Am I the only person who thought "oh look, a piranha snow globe!" at the end of that? I do not envy you the cleanup on that tank. Not at all.


----------



## macframalama (Apr 17, 2012)

soundtrack?
should be no soundtrack, just my wife holler at me to wait lol


----------



## Pamela (Apr 21, 2010)

That piece of wood in your tank is terrific! 
How big of a water change do you have to do after a feeding like that?


----------



## macframalama (Apr 17, 2012)

yeah thats what i was saying to phoenix about feeding big pieces of meat its a total tank tear apart after one of those , luckily its cleaning time today
and thats why filter socks on your downtube are a big help lol


----------



## ThePhoenix (Jul 23, 2012)

What were you feeding them?


----------



## ThePhoenix (Jul 23, 2012)

and whats that beat playing in the background?


----------



## macframalama (Apr 17, 2012)

dude i have no idea what song that is , i dont hear music i hear me and my wifey lol


and it is a hunk of fish there eating, frozen thawed hunk of fish meat


----------



## ThePhoenix (Jul 23, 2012)

frozen thawed huh?

well what was it? frozen or thawed LOL


----------



## Diztrbd1 (Apr 21, 2010)

you ever try feeding them by hand?


----------



## macframalama (Apr 17, 2012)

previously frozen, then thawed in a hot pink bowl of cold water... smarty pants lol


----------



## macframalama (Apr 17, 2012)

Diztrbd1 said:


> you ever try feeding them by hand?


not yet , but i dont hesitate to do maintenance with my hand in there , there not as scary as they look on the vid , kinda chicken when your hands are in, for now...


----------



## Elle (Oct 25, 2010)

The guy at my LFS lost a nice chunk of his finger to their RBPs when he accidentally spooked one of them. Apparently the issue isn't that they think that the finger is food so much as that they scare super easy and go into self-defense mode. Chicken piranha, who'd have thunk it...

Doviis, now that's another story. They go for the whole arm.


----------



## macframalama (Apr 17, 2012)

yeah i wouldnt play in a dovii tank lol, well nothing over 10 inches anyways lol


Elle said:


> The guy at my LFS lost a nice chunk of his finger to their RBPs when he accidentally spooked one of them.
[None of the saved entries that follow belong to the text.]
//! Write side of the entry pipeline: CRC, then compression, then encryption.

use std::io::{self, Write};

#[cfg(feature = "aes")]
use crate::crypto::aes::AesWriter;
use crate::checksum::Crc32Writer;
use crate::codec::{CompressionMethod, CompressionWriter};
#[cfg(feature = "aes")]
use crate::crypto::AesStrength;
use crate::crypto::zipcrypto::ZipCryptoWriter;
use crate::crypto::{EncryptionMethod, Password};
use crate::{Error, Result};

/// Encryption parameters for one entry.
#[derive(Debug, Clone, Copy)]
pub enum Encryption<'a> {
    /// Stored in the clear.
    None,
    /// PKWARE traditional with the given header check byte.
    ZipCrypto {
        /// Password.
        password: &'a Password,
        /// Last byte of the encryption header.
        check: u8,
    },
    /// WinZip AES.
    #[cfg(feature = "aes")]
    Aes {
        /// Password.
        password: &'a Password,
        /// Key strength.
        strength: AesStrength,
    },
}

impl Encryption<'_> {
    /// The method these parameters select.
    pub fn method(&self) -> EncryptionMethod {
        match self {
            Encryption::None => EncryptionMethod::None,
            Encryption::ZipCrypto { .. } => EncryptionMethod::ZipCrypto,
            #[cfg(feature = "aes")]
            Encryption::Aes { strength, .. } => EncryptionMethod::Aes(*strength),
        }
    }
}

/// Encrypting stage; the innermost stage above the sink.
pub enum EncryptionWriter<W: Write> {
    /// No encryption.
    Plain(W),
    /// PKWARE traditional.
    ZipCrypto(ZipCryptoWriter<W>),
    /// WinZip AES.
    #[cfg(feature = "aes")]
    Aes(AesWriter<W>),
}

impl<W: Write> EncryptionWriter<W> {
    /// Writes the encryption header to `inner` and returns the stage, or
    /// the error together with `inner`.
    pub fn new(inner: W, encryption: Encryption<'_>) -> std::result::Result<Self, (Error, W)> {
        Ok(match encryption {
            Encryption::None => Self::Plain(inner),
            Encryption::ZipCrypto { password, check } => {
                Self::ZipCrypto(ZipCryptoWriter::new(inner, password, check)?)
            }
            #[cfg(feature = "aes")]
            Encryption::Aes { password, strength } => {
                Self::Aes(AesWriter::new(inner, password, strength)?)
            }
        })
    }

    /// Emits any buffered tail and trailer, returning the sink.
    pub fn finish(self) -> io::Result<W> {
        match self {
            Self::Plain(w) => Ok(w),
            Self::ZipCrypto(w) => w.finish(),
            #[cfg(feature = "aes")]
            Self::Aes(w) => w.finish(),
        }
    }
}

impl<W: Write> Write for EncryptionWriter<W> {
    fn write(&mut self, buf: &[u8]) -> io::Result<usize> {
        match self {
            Self::Plain(w) => w.write(buf),
            Self::ZipCrypto(w) => w.write(buf),
            #[cfg(feature = "aes")]
            Self::Aes(w) => w.write(buf),
        }
    }

    fn flush(&mut self) -> io::Result<()> {
        match self {
            Self::Plain(w) => w.flush(),
            Self::ZipCrypto(w) => w.flush(),
            #[cfg(feature = "aes")]
            Self::Aes(w) => w.flush(),
        }
    }
}

/// An entry pipeline that could not be built.
pub struct SetupError<W> {
    /// Why construction failed.
    pub error: Error,
    /// The sink, unless a compression stage had already taken it.
    pub inner: Option<W>,
}

impl<W> SetupError<W> {
    fn returning(error: Error, inner: W) -> Self {
        Self {
            error,
            inner: Some(inner),
        }
    }
}

impl<W> From<SetupError<W>> for Error {
    fn from(e: SetupError<W>) -> Self {
        e.error
    }
}

impl<W> std::fmt::Debug for SetupError<W> {
    fn fmt(&self, f: &mut std::fmt::Formatter<'_>) -> std::fmt::Result {
        f.debug_struct("SetupError")
            .field("error", &self.error)
            .field("sink_returned", &self.inner.is_some())
            .finish()
    }
}

/// What an entry encoder hands back when it is finished.
#[derive(Debug)]
pub struct EncodedEntry<W> {
    /// The sink, positioned after the entry's last byte.
    pub inner: W,
    /// CRC-32 of the plaintext.
    pub crc32: u32,
    /// Plaintext bytes submitted.
    pub uncompressed_size: u64,
}

/// The composed write pipeline for one entry.
///
/// Bytes written here are checksummed, compressed, then encrypted, and the
/// result lands in the wrapped sink. The compressed size is whatever the
/// sink saw between construction and [`finish`](Self::finish), encryption
/// overhead included; callers measure it from the sink's position.
pub struct EntryEncoder<W: Write> {
    chain: Crc32Writer<CompressionWriter<EncryptionWriter<W>>>,
}

impl<W: Write> EntryEncoder<W> {
    /// Builds the chain over `inner`. Any encryption header is written
    /// immediately.
    ///
    /// Options are checked and encryption is set up before a codec takes
    /// ownership, so those failures return the sink in the error.
    pub fn new(
        inner: W,
        compression: CompressionMethod,
        level: u32,
        encryption: Encryption<'_>,
    ) -> std::result::Result<Self, SetupError<W>> {
        if let Err(e) = Self::check(compression, level, &encryption) {
            return Err(SetupError::returning(e, inner));
        }
        let encrypted = EncryptionWriter::new(inner, encryption)
            .map_err(|(e, inner)| SetupError::returning(e, inner))?;
        let compressed =
            CompressionWriter::new(compression, level, encrypted).map_err(|error| SetupError {
                error,
                inner: None,
            })?;
        Ok(Self {
            chain: Crc32Writer::new(compressed),
        })
    }

    fn check(compression: CompressionMethod, level: u32, encryption: &Encryption<'_>) -> Result<()> {
        compression.ensure_supported()?;
        encryption.method().ensure_supported()?;
        if level > 9 {
            return Err(Error::InvalidCompressionLevel {
                method: compression.id(),
                level,
            });
        }
        Ok(())
    }

    /// Plaintext bytes written so far.
    pub fn bytes_in(&self) -> u64 {
        self.chain.bytes_written()
    }

    /// Running CRC-32 of the plaintext.
    pub fn crc(&self) -> u32 {
        self.chain.crc()
    }

    /// Flushes every stage, outermost first, and returns the sink.
    pub fn finish(self) -> io::Result<EncodedEntry<W>> {
        let crc32 = self.chain.crc();
        let uncompressed_size = self.chain.bytes_written();
        let inner = self.chain.into_inner().finish()?.finish()?;
        Ok(EncodedEntry {
            inner,
            crc32,
            uncompressed_size,
        })
    }
}

impl<W: Write> Write for EntryEncoder<W> {
    fn write(&mut self, buf: &[u8]) -> io::Result<usize> {
        self.chain.write(buf)
    }

    fn flush(&mut self) -> io::Result<()> {
        self.chain.flush()
    }
}

impl<W: Write> std::fmt::Debug for EntryEncoder<W> {
    fn fmt(&self, f: &mut std::fmt::Formatter<'_>) -> std::fmt::Result {
        f.debug_struct("EntryEncoder")
            .field("bytes_in", &self.bytes_in())
            .finish_non_exhaustive()
    }
}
Apparently the issue isn't that they think that the finger is food so much as that they scare super easy and go into self-defense mode. Chicken piranha, who'd have thunk it...
> 
> Doviis, now that's another story. They go for the whole arm.


----------



## ThePhoenix (Jul 23, 2012)

fish are weird, if they see you through the side glass of the tank, they think youre in the water with them, but as soon as they see you through the surface of the water, they freak out and hide


----------



## dino (Aug 29, 2011)

What do you mean by a total teardown after a feeding like that My rays eat 3-4 frozen smelt a day but most is consume most of it. By the way love the branches


----------



## Immus21 (Jun 14, 2010)

What is that cichlid in with them? How big is the tank? And awesome!!!


----------



## macframalama (Apr 17, 2012)

i just have to do a big water change, clean out the sump sock,, the tank is due for a big overhaul anyways it is a wreck, but i typically dont feed like that , that was just for fun , for the vid..

branches are maple roots out of the creek
peeled off whatever bark was left and still waiting for them to water log.

those cichlids in there are rotkiel severums, waiting to grow big enough to be viable to eat


dino said:


> What do you mean by a total teardown after a feeding like that My rays eat 3-4 frozen smelt a day but most is consume most of it. By the way love the branches


----------



## macframalama (Apr 17, 2012)

tank is only a standard 120 4 x 2 x 2 , but i have another 4 piranha coming so they will be moving to anther tank 
and those rotkiels are in there because there too fast and they black themselves out so they are immpossible to see , i gave away like 75 of them and those 2 stowaways just were too crafty for me lol,


Immus21 said:


> What is that cichlid in with them? How big is the tank? And awesome!!!


----------